**Work instruction:** Which lines of the entries contain the string "contains"? Copy each of them.

**Extracted material:**
━━━━━━━━
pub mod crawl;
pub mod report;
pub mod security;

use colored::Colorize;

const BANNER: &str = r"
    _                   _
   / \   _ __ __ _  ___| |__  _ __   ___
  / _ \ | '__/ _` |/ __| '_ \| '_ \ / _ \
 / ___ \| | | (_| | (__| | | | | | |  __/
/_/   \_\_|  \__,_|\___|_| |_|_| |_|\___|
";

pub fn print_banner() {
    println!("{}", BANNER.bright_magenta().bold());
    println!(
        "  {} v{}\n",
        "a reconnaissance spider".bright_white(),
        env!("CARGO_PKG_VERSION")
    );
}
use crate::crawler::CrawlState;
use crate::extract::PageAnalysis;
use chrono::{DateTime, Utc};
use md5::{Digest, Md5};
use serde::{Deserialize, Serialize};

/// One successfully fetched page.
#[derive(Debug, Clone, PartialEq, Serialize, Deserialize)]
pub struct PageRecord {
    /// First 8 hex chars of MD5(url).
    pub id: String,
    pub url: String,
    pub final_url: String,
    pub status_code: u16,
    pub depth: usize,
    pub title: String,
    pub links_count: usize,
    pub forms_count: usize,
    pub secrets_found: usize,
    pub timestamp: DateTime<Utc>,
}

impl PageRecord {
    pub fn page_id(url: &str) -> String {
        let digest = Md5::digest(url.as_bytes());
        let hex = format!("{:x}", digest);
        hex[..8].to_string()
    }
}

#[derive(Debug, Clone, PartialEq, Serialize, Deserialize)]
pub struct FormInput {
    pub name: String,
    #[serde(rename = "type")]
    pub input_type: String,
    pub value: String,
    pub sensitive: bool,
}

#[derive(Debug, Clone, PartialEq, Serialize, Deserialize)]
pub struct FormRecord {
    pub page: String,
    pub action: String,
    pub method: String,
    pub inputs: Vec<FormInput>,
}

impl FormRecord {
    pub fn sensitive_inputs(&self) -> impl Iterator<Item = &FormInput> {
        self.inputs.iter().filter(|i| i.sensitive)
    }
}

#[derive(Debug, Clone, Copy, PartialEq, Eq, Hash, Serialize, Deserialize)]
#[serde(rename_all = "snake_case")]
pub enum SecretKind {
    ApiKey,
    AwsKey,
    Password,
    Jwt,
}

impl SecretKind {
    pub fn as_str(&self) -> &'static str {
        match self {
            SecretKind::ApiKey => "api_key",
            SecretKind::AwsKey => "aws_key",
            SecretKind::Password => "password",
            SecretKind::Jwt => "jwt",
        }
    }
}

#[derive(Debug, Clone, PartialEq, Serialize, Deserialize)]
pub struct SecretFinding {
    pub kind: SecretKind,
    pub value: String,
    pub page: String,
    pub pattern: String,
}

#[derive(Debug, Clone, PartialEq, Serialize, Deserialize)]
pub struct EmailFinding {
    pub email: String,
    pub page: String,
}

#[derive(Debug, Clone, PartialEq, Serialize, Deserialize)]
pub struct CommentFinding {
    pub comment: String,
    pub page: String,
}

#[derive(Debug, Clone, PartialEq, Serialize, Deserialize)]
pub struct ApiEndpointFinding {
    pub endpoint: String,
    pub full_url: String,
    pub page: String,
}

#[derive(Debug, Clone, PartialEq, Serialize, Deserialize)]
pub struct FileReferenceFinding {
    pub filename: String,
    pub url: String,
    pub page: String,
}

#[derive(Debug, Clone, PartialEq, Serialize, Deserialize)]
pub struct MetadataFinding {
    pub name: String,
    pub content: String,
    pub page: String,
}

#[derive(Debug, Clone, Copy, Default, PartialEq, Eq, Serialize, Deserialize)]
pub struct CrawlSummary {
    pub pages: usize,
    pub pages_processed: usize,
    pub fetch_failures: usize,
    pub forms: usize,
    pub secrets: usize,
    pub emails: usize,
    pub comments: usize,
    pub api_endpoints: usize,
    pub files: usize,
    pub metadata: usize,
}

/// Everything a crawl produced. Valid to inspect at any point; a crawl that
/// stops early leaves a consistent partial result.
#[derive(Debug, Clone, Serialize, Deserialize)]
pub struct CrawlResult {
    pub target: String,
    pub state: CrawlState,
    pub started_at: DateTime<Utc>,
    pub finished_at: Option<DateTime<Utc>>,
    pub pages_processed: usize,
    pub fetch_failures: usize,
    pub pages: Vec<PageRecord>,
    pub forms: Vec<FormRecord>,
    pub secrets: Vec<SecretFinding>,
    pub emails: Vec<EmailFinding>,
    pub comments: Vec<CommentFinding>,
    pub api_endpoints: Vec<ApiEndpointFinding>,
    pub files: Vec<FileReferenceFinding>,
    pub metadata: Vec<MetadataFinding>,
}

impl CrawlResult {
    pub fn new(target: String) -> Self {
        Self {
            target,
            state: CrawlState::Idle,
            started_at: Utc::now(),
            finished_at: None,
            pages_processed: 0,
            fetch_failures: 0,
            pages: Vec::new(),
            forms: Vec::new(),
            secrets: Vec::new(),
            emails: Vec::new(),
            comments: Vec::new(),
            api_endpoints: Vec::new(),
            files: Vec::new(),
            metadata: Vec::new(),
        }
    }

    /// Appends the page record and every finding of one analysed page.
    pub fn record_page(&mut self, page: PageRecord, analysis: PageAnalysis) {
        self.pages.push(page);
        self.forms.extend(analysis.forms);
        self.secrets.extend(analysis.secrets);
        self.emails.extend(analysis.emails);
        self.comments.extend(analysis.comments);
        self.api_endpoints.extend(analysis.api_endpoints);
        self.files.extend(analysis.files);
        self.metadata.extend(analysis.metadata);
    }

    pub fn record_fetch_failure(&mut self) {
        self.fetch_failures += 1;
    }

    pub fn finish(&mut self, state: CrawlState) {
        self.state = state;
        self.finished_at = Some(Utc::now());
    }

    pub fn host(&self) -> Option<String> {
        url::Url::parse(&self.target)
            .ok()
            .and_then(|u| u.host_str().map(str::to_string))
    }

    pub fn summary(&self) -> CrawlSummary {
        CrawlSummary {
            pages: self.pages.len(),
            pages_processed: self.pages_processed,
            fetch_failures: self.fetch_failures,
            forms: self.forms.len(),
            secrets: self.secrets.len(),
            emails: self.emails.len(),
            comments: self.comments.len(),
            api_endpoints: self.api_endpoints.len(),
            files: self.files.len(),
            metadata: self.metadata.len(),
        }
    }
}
━━━━━━━━
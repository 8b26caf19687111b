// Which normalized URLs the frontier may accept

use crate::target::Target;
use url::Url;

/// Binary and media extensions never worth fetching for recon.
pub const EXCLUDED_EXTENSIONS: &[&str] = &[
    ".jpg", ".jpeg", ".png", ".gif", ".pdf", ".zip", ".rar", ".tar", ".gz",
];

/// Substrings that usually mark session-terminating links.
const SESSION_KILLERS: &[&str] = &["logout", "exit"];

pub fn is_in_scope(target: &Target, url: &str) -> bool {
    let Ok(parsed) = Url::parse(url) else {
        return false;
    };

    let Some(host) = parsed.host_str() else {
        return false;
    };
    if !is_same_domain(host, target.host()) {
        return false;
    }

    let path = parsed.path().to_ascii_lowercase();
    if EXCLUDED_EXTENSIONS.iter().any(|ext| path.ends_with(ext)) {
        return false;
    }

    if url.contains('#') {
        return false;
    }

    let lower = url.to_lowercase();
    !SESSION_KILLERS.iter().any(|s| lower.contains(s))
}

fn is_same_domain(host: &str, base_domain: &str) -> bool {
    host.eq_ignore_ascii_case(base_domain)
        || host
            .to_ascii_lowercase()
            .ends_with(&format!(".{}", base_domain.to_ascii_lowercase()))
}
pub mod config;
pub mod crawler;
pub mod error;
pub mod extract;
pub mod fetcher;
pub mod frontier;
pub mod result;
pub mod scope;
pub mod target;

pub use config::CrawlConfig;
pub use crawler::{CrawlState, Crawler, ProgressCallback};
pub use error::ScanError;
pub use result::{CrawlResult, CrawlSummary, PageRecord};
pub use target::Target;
━━━━━━━━
**Written response:**
    if url.contains('#') {
    !SESSION_KILLERS.iter().any(|s| lower.contains(s))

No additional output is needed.